◆ ABOUT THIS TASK:
Look below for lines that hold the string "longest" and copy each one.

◆ RECORD EXCERPTS:

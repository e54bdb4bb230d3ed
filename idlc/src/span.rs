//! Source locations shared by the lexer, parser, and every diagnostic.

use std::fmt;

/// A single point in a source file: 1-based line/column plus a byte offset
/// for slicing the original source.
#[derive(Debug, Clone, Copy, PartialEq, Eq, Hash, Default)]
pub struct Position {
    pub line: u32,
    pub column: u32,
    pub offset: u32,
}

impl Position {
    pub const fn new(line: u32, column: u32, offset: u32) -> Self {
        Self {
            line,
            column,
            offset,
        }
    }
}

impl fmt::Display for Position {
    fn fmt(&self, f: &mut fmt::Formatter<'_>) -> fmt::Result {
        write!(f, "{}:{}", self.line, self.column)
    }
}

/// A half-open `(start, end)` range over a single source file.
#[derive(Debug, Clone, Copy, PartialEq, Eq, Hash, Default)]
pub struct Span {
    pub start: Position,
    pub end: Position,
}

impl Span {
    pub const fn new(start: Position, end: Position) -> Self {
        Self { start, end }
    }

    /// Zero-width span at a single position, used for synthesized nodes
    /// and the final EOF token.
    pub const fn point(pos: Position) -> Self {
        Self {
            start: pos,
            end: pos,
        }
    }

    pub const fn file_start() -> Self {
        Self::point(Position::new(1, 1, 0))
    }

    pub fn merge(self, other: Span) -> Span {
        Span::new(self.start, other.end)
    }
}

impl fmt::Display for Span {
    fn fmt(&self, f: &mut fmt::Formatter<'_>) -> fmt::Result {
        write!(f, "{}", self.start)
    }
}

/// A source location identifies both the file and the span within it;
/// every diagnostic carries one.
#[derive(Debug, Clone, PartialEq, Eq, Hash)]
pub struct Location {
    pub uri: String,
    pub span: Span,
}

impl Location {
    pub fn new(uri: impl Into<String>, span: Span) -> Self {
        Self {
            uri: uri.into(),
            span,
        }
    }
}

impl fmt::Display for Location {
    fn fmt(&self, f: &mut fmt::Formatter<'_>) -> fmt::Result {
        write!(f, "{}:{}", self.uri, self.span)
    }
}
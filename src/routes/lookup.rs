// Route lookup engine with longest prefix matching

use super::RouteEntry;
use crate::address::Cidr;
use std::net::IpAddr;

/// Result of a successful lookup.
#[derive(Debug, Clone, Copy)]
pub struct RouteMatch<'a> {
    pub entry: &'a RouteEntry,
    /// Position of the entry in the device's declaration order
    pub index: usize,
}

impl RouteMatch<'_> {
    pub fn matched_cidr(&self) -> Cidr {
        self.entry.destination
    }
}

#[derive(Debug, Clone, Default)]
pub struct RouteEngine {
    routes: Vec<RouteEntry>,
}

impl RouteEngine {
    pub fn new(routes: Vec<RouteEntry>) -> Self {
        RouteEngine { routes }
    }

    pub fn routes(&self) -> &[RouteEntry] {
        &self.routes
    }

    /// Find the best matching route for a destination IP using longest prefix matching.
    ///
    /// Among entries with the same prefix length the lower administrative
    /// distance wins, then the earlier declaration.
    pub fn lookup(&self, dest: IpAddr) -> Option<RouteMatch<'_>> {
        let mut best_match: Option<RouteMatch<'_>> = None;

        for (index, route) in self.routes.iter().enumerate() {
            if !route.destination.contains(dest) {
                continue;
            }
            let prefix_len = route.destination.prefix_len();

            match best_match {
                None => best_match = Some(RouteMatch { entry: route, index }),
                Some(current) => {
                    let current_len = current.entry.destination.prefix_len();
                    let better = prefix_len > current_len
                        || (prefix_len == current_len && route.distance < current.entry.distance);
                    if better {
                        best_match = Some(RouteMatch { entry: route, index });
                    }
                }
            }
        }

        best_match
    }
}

==

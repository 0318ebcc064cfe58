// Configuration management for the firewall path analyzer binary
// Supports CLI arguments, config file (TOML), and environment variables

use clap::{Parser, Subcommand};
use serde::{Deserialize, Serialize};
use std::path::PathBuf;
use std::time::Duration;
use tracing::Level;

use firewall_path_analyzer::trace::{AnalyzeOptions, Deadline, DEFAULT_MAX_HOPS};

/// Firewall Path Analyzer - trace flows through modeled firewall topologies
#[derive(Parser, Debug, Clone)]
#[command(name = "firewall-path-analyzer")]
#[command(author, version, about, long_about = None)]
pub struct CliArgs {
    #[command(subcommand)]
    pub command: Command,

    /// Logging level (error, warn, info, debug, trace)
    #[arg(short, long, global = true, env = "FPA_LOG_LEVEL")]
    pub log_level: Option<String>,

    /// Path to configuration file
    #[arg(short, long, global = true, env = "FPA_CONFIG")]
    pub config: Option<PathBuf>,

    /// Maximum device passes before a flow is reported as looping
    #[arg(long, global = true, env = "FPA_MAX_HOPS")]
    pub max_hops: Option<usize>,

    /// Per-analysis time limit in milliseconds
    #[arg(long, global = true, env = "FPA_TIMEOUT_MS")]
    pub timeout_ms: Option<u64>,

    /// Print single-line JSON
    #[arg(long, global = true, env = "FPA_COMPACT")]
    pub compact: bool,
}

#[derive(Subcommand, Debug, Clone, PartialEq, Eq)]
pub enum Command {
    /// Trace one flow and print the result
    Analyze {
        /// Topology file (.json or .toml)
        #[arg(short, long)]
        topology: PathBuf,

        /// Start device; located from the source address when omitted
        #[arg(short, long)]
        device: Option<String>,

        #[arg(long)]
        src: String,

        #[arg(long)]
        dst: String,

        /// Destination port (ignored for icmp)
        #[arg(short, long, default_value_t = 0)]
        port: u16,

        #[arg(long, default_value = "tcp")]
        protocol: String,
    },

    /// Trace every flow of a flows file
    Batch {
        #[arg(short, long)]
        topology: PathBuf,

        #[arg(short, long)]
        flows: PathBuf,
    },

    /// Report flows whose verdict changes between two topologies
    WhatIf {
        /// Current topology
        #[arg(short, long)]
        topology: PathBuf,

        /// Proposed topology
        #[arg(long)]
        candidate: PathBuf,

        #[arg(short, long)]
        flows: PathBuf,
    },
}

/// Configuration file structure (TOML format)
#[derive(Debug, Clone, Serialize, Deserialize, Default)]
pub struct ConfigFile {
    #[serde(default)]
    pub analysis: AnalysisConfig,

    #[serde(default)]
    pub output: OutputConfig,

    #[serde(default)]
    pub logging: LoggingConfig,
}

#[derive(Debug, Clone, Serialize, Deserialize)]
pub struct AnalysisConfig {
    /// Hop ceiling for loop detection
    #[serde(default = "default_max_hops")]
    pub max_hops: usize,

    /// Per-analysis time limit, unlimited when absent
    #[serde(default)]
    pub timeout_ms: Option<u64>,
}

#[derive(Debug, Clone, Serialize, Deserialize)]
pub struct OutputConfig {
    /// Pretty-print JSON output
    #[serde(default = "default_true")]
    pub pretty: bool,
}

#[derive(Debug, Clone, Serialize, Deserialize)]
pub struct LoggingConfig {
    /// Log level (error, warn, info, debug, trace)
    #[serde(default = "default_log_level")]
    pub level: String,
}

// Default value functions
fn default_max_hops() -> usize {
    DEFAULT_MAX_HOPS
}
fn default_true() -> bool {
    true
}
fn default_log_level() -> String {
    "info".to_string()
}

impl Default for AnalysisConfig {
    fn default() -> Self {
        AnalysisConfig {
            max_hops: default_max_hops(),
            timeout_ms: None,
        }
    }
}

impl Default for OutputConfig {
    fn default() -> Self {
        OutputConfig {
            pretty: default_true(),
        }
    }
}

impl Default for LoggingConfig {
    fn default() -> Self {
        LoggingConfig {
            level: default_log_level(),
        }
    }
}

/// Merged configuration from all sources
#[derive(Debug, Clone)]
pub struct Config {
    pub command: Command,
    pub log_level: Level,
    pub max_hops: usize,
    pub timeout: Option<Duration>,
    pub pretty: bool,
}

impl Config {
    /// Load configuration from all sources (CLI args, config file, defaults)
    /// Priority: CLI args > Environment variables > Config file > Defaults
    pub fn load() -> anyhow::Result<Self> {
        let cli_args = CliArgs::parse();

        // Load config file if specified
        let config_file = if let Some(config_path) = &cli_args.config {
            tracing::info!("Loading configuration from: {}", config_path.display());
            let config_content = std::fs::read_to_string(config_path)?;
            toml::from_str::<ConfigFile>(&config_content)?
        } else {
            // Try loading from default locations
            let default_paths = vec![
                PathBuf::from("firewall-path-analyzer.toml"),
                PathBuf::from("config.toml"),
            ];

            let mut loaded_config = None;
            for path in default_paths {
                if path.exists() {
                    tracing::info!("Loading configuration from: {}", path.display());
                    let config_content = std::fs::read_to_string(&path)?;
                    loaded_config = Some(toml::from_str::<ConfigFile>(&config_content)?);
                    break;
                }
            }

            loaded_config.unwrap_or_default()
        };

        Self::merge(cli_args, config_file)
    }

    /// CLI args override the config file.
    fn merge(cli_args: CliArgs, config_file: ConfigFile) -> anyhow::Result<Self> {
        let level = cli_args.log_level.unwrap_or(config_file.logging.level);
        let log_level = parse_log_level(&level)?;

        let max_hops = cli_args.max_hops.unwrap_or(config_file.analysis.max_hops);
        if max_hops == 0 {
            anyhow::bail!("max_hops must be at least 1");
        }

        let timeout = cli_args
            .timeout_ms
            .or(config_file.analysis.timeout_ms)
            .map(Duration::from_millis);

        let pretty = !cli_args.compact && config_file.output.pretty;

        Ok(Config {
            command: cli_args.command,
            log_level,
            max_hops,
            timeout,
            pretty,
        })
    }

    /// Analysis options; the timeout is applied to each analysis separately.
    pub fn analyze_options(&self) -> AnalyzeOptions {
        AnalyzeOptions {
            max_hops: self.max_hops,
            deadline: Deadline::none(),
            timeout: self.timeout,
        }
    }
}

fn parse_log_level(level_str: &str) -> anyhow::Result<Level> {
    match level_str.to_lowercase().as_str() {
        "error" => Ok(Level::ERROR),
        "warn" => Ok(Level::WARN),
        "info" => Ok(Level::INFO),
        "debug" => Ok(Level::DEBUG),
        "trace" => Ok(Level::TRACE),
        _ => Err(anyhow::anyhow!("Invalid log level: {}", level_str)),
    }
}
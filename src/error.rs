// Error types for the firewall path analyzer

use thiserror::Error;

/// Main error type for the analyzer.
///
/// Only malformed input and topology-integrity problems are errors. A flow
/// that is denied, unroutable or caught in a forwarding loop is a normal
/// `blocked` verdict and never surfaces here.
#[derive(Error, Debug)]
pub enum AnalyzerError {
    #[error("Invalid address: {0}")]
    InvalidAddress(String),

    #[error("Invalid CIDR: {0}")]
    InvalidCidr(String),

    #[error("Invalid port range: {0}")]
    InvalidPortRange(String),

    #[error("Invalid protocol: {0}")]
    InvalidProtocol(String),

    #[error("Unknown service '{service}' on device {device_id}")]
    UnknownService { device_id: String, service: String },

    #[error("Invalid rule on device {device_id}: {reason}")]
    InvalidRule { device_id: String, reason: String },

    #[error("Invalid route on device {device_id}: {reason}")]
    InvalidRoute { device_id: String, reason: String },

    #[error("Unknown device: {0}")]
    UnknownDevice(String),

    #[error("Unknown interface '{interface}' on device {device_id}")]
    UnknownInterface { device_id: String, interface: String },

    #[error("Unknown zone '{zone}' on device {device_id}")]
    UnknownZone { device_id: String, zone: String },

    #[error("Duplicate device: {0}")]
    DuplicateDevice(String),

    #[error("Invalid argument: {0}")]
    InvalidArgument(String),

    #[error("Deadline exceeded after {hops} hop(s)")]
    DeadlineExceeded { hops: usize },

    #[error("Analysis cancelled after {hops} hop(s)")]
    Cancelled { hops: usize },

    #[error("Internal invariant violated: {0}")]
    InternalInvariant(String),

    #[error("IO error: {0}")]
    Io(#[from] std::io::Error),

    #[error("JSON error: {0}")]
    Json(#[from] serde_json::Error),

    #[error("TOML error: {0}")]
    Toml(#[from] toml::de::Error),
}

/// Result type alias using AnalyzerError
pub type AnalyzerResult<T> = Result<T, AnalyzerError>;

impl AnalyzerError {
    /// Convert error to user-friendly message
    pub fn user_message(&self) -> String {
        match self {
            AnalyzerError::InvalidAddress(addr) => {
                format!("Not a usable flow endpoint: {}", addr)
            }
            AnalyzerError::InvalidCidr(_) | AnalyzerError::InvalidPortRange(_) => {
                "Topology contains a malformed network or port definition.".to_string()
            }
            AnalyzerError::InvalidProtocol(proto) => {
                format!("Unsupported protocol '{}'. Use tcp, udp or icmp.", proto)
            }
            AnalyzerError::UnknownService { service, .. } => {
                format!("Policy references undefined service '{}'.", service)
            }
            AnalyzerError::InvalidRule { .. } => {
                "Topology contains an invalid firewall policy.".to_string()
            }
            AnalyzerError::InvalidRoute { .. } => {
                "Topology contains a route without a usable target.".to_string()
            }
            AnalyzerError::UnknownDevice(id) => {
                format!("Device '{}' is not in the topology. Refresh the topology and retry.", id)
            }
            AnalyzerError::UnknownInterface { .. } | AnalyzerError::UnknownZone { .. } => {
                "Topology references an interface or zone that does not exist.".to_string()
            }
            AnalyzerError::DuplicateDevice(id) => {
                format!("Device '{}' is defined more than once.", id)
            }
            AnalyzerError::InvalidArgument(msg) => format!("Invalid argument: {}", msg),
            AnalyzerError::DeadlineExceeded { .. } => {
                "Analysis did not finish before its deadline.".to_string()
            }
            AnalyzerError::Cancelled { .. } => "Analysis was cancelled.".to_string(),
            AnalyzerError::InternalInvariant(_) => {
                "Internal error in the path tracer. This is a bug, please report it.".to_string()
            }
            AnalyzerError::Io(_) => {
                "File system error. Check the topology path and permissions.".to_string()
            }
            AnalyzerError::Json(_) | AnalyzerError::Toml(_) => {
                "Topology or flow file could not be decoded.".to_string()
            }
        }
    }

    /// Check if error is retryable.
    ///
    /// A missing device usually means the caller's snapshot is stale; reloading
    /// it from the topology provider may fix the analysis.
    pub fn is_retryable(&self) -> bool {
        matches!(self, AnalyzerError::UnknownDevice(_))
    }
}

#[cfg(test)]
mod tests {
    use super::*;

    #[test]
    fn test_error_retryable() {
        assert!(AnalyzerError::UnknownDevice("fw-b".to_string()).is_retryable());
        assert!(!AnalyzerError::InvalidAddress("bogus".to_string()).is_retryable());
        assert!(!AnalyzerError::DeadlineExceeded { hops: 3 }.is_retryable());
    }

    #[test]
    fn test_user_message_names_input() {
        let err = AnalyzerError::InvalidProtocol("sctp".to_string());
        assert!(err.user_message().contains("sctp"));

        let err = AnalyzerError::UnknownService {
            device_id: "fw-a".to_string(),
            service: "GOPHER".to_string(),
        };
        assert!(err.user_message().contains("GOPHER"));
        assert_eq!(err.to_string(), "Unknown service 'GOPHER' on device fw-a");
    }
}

---

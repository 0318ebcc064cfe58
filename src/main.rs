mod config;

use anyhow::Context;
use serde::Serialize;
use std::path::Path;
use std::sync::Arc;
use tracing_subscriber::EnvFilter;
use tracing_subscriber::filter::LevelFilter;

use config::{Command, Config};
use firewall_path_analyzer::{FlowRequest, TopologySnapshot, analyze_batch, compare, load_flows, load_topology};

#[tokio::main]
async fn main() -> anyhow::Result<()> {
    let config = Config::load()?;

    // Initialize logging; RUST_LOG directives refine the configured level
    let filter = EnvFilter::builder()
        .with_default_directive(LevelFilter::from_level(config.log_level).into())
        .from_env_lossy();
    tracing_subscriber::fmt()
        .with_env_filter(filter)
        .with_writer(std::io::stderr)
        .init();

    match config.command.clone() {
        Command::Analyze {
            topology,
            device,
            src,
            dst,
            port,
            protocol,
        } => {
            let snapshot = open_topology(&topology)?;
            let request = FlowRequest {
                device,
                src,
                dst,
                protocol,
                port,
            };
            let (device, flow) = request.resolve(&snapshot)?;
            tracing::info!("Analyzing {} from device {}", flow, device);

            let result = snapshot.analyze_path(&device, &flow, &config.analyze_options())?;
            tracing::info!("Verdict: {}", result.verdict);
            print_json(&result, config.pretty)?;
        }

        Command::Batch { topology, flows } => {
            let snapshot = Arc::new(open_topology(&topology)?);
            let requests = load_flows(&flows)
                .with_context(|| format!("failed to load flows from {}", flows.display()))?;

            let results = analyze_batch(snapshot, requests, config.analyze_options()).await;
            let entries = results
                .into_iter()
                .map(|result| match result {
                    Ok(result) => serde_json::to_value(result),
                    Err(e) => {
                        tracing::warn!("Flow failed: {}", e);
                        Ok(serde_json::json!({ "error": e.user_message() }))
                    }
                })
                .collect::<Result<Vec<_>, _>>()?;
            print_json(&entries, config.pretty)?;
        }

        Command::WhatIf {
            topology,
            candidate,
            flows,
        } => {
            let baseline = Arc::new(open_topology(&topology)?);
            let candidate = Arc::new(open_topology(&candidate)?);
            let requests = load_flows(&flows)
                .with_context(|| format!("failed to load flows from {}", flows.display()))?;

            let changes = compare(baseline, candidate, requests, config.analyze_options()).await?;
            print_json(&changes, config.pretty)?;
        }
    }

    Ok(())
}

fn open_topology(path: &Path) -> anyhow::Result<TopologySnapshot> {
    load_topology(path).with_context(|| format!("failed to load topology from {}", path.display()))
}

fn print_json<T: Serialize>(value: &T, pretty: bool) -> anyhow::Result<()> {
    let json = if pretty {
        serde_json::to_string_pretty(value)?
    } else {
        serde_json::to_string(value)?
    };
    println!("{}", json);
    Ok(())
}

◆ RESPONSE AREA:
// Route lookup engine with longest prefix matching
    /// Find the best matching route for a destination IP using longest prefix matching.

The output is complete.